On his return he continued his medical career at the General and Queen Elizabeth hospitals with house jobs, a resident medical officer’s role, and then a resident registrar job. This was followed by a research fellow role at Cardiff Royal Infirmary between 1954 and 1956. Between 1956 and 1958 he was clinical research fellow in the department of biochemistry under Professor Sir H Krebs at Queen’s College, Oxford. On returning to Birmingham as a senior registrar, he accepted the role of consultant physician in 1964 and gained his fellowship of the Royal College of Physicians in April 1968.

During these years he became father to three girls and a boy, and the family established their home in Edgbaston. Fitz’s chief interests were gardening and hill walking, and he was able to indulge in both at the old cottage he owned in Radnorshire.

Fitz was first and foremost an astute general physician who left a lasting influence on the training of numerous medical staff, who went on to become consultants in the UK and abroad. Under Professor John Malins, the diabetes clinic at the General Hospital Birmingham was held to be the biggest in the country. It continued to flourish under Fitz and turned into a huge undertaking for three days a week, with three or four desks in operation in a very large room, which afforded little privacy to patients or staff.

The other special feature of diabetes at the General was Ward 1, a small dedicated inpatient ward that also held all the diabetes patients’ hospital notes, secretarial support, and a library. It had an integral coma room, allowing management protocols to be developed and audited—which is not so easy these days as acute diabetes related emergencies go on almost anywhere in a hospital. This specialist ward also worked well for patient education, in the days before structured diabetes education and made possible Sister Janet Kinson’s and Dr Malcolm Nattrass’s development of a qualification for the first diabetes nurse specialists.

FitzGerald also developed the hospital’s thyroid clinic, which he ran jointly with Geoffrey Oates’s surgical team.

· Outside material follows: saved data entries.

use std::sync::atomic::{AtomicU64, Ordering};

/// A change counter for state the front-end renders.
///
/// Every mutation the user should see bumps the version. Consumers keep the
/// last version they rendered and redraw when [`Revision::changed_since`]
/// reports a newer one.
#[derive(Debug, Default)]
pub struct Revision {
    version: AtomicU64,
}

impl Revision {
    pub fn new() -> Self {
        Self::default()
    }

    pub fn current(&self) -> u64 {
        self.version.load(Ordering::SeqCst)
    }

    /// Advances the version and returns the new value.
    pub fn bump(&self) -> u64 {
        self.version.fetch_add(1, Ordering::SeqCst) + 1
    }

    pub fn changed_since(&self, seen: u64) -> bool {
        self.current() > seen
    }
}
//! Provides platform-specific hardware discovery.
//!
//! Each submodule exposes the same two functions, `gpu_names` and
//! `cpu_names`, so that [`crate::probe::SystemProbe`] can use them without
//! caring which OS it runs on. Linux and Android read sysfs and procfs
//! directly; everything else falls back to what `sysinfo` reports.

mod generic;

#[cfg(any(target_os = "linux", target_os = "android"))]
mod linux;
#[cfg(any(target_os = "linux", target_os = "android"))]
pub use self::linux::*;

#[cfg(not(any(target_os = "linux", target_os = "android")))]
pub use self::generic::*;
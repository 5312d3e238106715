//! The on-disk layout of the emulator's data directory, and durable
//! persistence of the default configuration.
use std::fs::{self, File};
use std::io::{self, Write};
use std::path::{Path, PathBuf};
use thiserror::Error;

const CONFIG_DIR: &str = "config";
const DEFAULT_CONFIG_FILE: &str = "config.yml";
const FIRMWARE_DIR: &str = "firmware";
const FIRMWARE_MARKER: &str = ".installed";
const FONT_DIR: &str = "fonts";
const DRIVER_DIR: &str = "drivers";
const ISO_DIR_FILE: &str = "iso_dir";

#[derive(Debug, Error)]
#[error("failed to write {}: {source}", path.display())]
pub struct PersistenceError {
    pub path: PathBuf,
    #[source]
    pub source: io::Error,
}

#[derive(Debug, Clone, PartialEq, Eq)]
pub struct Layout {
    root: PathBuf,
}

impl Layout {
    pub fn new(root: impl Into<PathBuf>) -> Self {
        Self { root: root.into() }
    }

    pub fn root(&self) -> &Path {
        &self.root
    }

    pub fn config_dir(&self) -> PathBuf {
        self.root.join(CONFIG_DIR)
    }

    /// The configuration the main application starts from. Its absence means
    /// onboarding has not been completed.
    pub fn default_config_file(&self) -> PathBuf {
        self.config_dir().join(DEFAULT_CONFIG_FILE)
    }

    pub fn firmware_dir(&self) -> PathBuf {
        self.root.join(FIRMWARE_DIR)
    }

    pub fn firmware_installed_file(&self) -> PathBuf {
        self.firmware_dir().join(FIRMWARE_MARKER)
    }

    pub fn font_dir(&self) -> PathBuf {
        self.root.join(FONT_DIR)
    }

    pub fn driver_dir(&self) -> PathBuf {
        self.root.join(DRIVER_DIR)
    }

    pub fn iso_dir_file(&self) -> PathBuf {
        self.root.join(ISO_DIR_FILE)
    }

    /// Creates every directory of the layout.
    pub fn mk_dirs(&self) -> io::Result<()> {
        for dir in [
            self.config_dir(),
            self.firmware_dir(),
            self.font_dir(),
            self.driver_dir(),
        ] {
            fs::create_dir_all(dir)?;
        }
        Ok(())
    }

    pub fn onboarding_required(&self, reentry: bool) -> bool {
        reentry || !self.default_config_file().exists()
    }

    pub fn firmware_installed(&self) -> bool {
        self.firmware_installed_file().exists()
    }

    pub fn load_iso_dir(&self) -> Option<PathBuf> {
        let text = fs::read_to_string(self.iso_dir_file()).ok()?;
        let text = text.trim();
        if text.is_empty() {
            None
        } else {
            Some(PathBuf::from(text))
        }
    }

    pub fn save_iso_dir(&self, dir: &Path) -> io::Result<()> {
        fs::create_dir_all(&self.root)?;
        fs::write(self.iso_dir_file(), dir.to_string_lossy().as_bytes())
    }

    pub fn read_default_config(&self) -> io::Result<String> {
        fs::read_to_string(self.default_config_file())
    }

    /// Writes the serialized configuration. On failure a partially written
    /// file is removed so the next start runs onboarding again.
    pub fn write_default_config(&self, text: &str) -> Result<(), PersistenceError> {
        let path = self.default_config_file();
        let result = (|| -> io::Result<()> {
            if let Some(parent) = path.parent() {
                fs::create_dir_all(parent)?;
            }
            let mut file = File::create(&path)?;
            file.write_all(text.as_bytes())?;
            file.sync_all()
        })();

        result.map_err(|source| {
            if path.exists() {
                if let Err(e) = fs::remove_file(&path) {
                    tracing::warn!(
                        path = %path.display(),
                        error = %e,
                        "failed to remove partial config"
                    );
                }
            }
            PersistenceError { path, source }
        })
    }
}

He also welcomed staff from Professor Raymond Hoffenberg’s department of medicine at the Queen Elizabeth Hospital into this clinic, thereby providing Hoffenberg with an important specialty base. Fine needle aspiration cytology of the thyroid was pioneered here.

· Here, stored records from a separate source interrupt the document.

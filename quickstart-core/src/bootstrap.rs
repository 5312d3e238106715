//! Deferred construction of the onboarding screen.
//!
//! When the native runtime still has to be loaded, [`enter`] shows a wait
//! indicator and moves the load onto a background thread (pre-delay, load,
//! post-delay). The gated initialization runs once the completion message is
//! dispatched on the interactive thread. Otherwise it runs immediately.
//!
//! ```text
//! Start ──(no delay)──────────────────────────▶ Ready
//!   └──(delay)──▶ Waiting ──(completion)──────▶ Ready
//!                    └──(teardown)──▶ TornDown
//! ```
use crate::event_loop::{EventLoop, Token};
use std::sync::Arc;
use std::thread;
use std::time::Duration;

pub const DEFAULT_PRE_DELAY: Duration = Duration::from_millis(500);
pub const DEFAULT_POST_DELAY: Duration = Duration::from_millis(100);

/// The native runtime the onboarding screen depends on.
pub trait NativeRuntime: Send + Sync {
    /// Whether construction has to wait for [`NativeRuntime::load_library`].
    fn should_delay_load(&self) -> bool;

    /// Loads the runtime. Must be idempotent.
    fn load_library(&self) -> anyhow::Result<()>;
}

/// The blocking indicator shown while the gate is waiting.
pub trait WaitIndicator {
    fn show(&mut self, message: &str);
    fn dismiss(&mut self);
}

/// A screen whose construction is guarded by a [`BootstrapGate`].
pub trait GatedScreen: 'static {
    fn gate(&mut self) -> &mut BootstrapGate;

    /// The gated initialization. Runs at most once per gate.
    fn on_create(&mut self);
}

#[derive(Debug, Clone, Copy, PartialEq, Eq)]
pub enum GateState {
    Start,
    Waiting,
    Ready,
    TornDown,
}

pub struct BootstrapGate {
    state: GateState,
    pre_delay: Duration,
    post_delay: Duration,
    indicator: Option<Box<dyn WaitIndicator>>,
    pending: Option<Token>,
    created: bool,
    load_error: Option<String>,
}

impl Default for BootstrapGate {
    fn default() -> Self {
        Self::new(DEFAULT_PRE_DELAY, DEFAULT_POST_DELAY)
    }
}

impl BootstrapGate {
    pub fn new(pre_delay: Duration, post_delay: Duration) -> Self {
        Self {
            state: GateState::Start,
            pre_delay,
            post_delay,
            indicator: None,
            pending: None,
            created: false,
            load_error: None,
        }
    }

    pub fn state(&self) -> GateState {
        self.state
    }

    /// Whether the gated initialization has run.
    pub fn has_created(&self) -> bool {
        self.created
    }

    /// The runtime load failure, if the background load reported one.
    pub fn load_error(&self) -> Option<&str> {
        self.load_error.as_deref()
    }

    /// Tears the gate down. A completion still in flight becomes a no-op.
    pub fn teardown<C: 'static>(&mut self, event_loop: &mut EventLoop<C>) {
        if let Some(token) = self.pending.take() {
            event_loop.cancel(token);
        }
        self.dismiss_indicator();
        if self.state != GateState::Ready {
            tracing::debug!(from = ?self.state, "bootstrap gate torn down");
        }
        self.state = GateState::TornDown;
    }

    fn dismiss_indicator(&mut self) {
        if let Some(mut indicator) = self.indicator.take() {
            indicator.dismiss();
        }
    }

    /// Moves to `Ready` and reports whether the gated initialization should
    /// run now.
    fn open(&mut self) -> bool {
        self.pending = None;
        self.dismiss_indicator();
        if self.state == GateState::TornDown || self.created {
            return false;
        }
        self.state = GateState::Ready;
        self.created = true;
        true
    }
}

/// Runs the gate for `host`. Calling it again after the first time is a no-op.
pub fn enter<C: GatedScreen>(
    host: &mut C,
    event_loop: &mut EventLoop<C>,
    runtime: Arc<dyn NativeRuntime>,
    mut indicator: Box<dyn WaitIndicator>,
    message: &str,
) {
    let gate = host.gate();
    if gate.state != GateState::Start {
        tracing::warn!(state = ?gate.state, "bootstrap gate entered twice");
        return;
    }

    if !runtime.should_delay_load() {
        tracing::debug!("native runtime ready; creating screen immediately");
        if gate.open() {
            host.on_create();
        }
        return;
    }

    indicator.show(message);
    gate.indicator = Some(indicator);
    gate.state = GateState::Waiting;
    let (pre_delay, post_delay) = (gate.pre_delay, gate.post_delay);
    tracing::debug!(?pre_delay, ?post_delay, "waiting for native runtime");

    let token = event_loop.spawn(
        "quickstart-bootstrap",
        move || {
            thread::sleep(pre_delay);
            let loaded = runtime.load_library().map_err(|e| format!("{e:#}"));
            thread::sleep(post_delay);
            loaded
        },
        |host: &mut C, outcome| {
            let gate = host.gate();
            let failure = match outcome {
                Ok(Ok(())) => None,
                Ok(Err(message)) => Some(message),
                Err(fault) => Some(fault.to_string()),
            };
            if let Some(message) = failure {
                tracing::error!(error = %message, "failed to load native runtime");
                gate.load_error = Some(message);
            }
            if gate.open() {
                tracing::debug!("bootstrap gate ready");
                host.on_create();
            }
        },
    );
    host.gate().pending = Some(token);
}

FitzGerald published at least 48 research papers between 1954 and 1989, the early ones with Paul Fourman on electrolytes. He took a particular interest in the diagnosis of diabetes in elderly patients, in actuarial studies, and in the assessment of new therapies. Eleven of his papers were related to ketoacidosis. He contributed to our understanding of the pathology of renal disease in diabetes with studies by Professor Douglas Brewer. The observation of the association of foot lesions with retinopathy in patients with newly diagnosed diabetes is a classic. Fitz became honorary secretary of the medical and scientific section of the British Diabetic Association and was also offered a professorship in medicine, but after much thought he turned down this role so he could remain a clinician.

He retired 65 and with his wife moved to a smallholding in the Peak District National Park near Sheffield, where he continued his lifelong interest by developing a large garden. They had a very long and happy retirement together, and he became grandfather to six grandchildren. He had always been a man of many and varied enthusiasms, but his enjoyment of fine wine and his garden stayed with him all his life. He sadly lost Iona in 2016, but although he spent his last year living alone with the support of his family, he never stopped looking ahead in a most marvellous way, treating his situation as just another hurdle to overcome, and he certainly kept on learning with a remarkably cheerful outlook.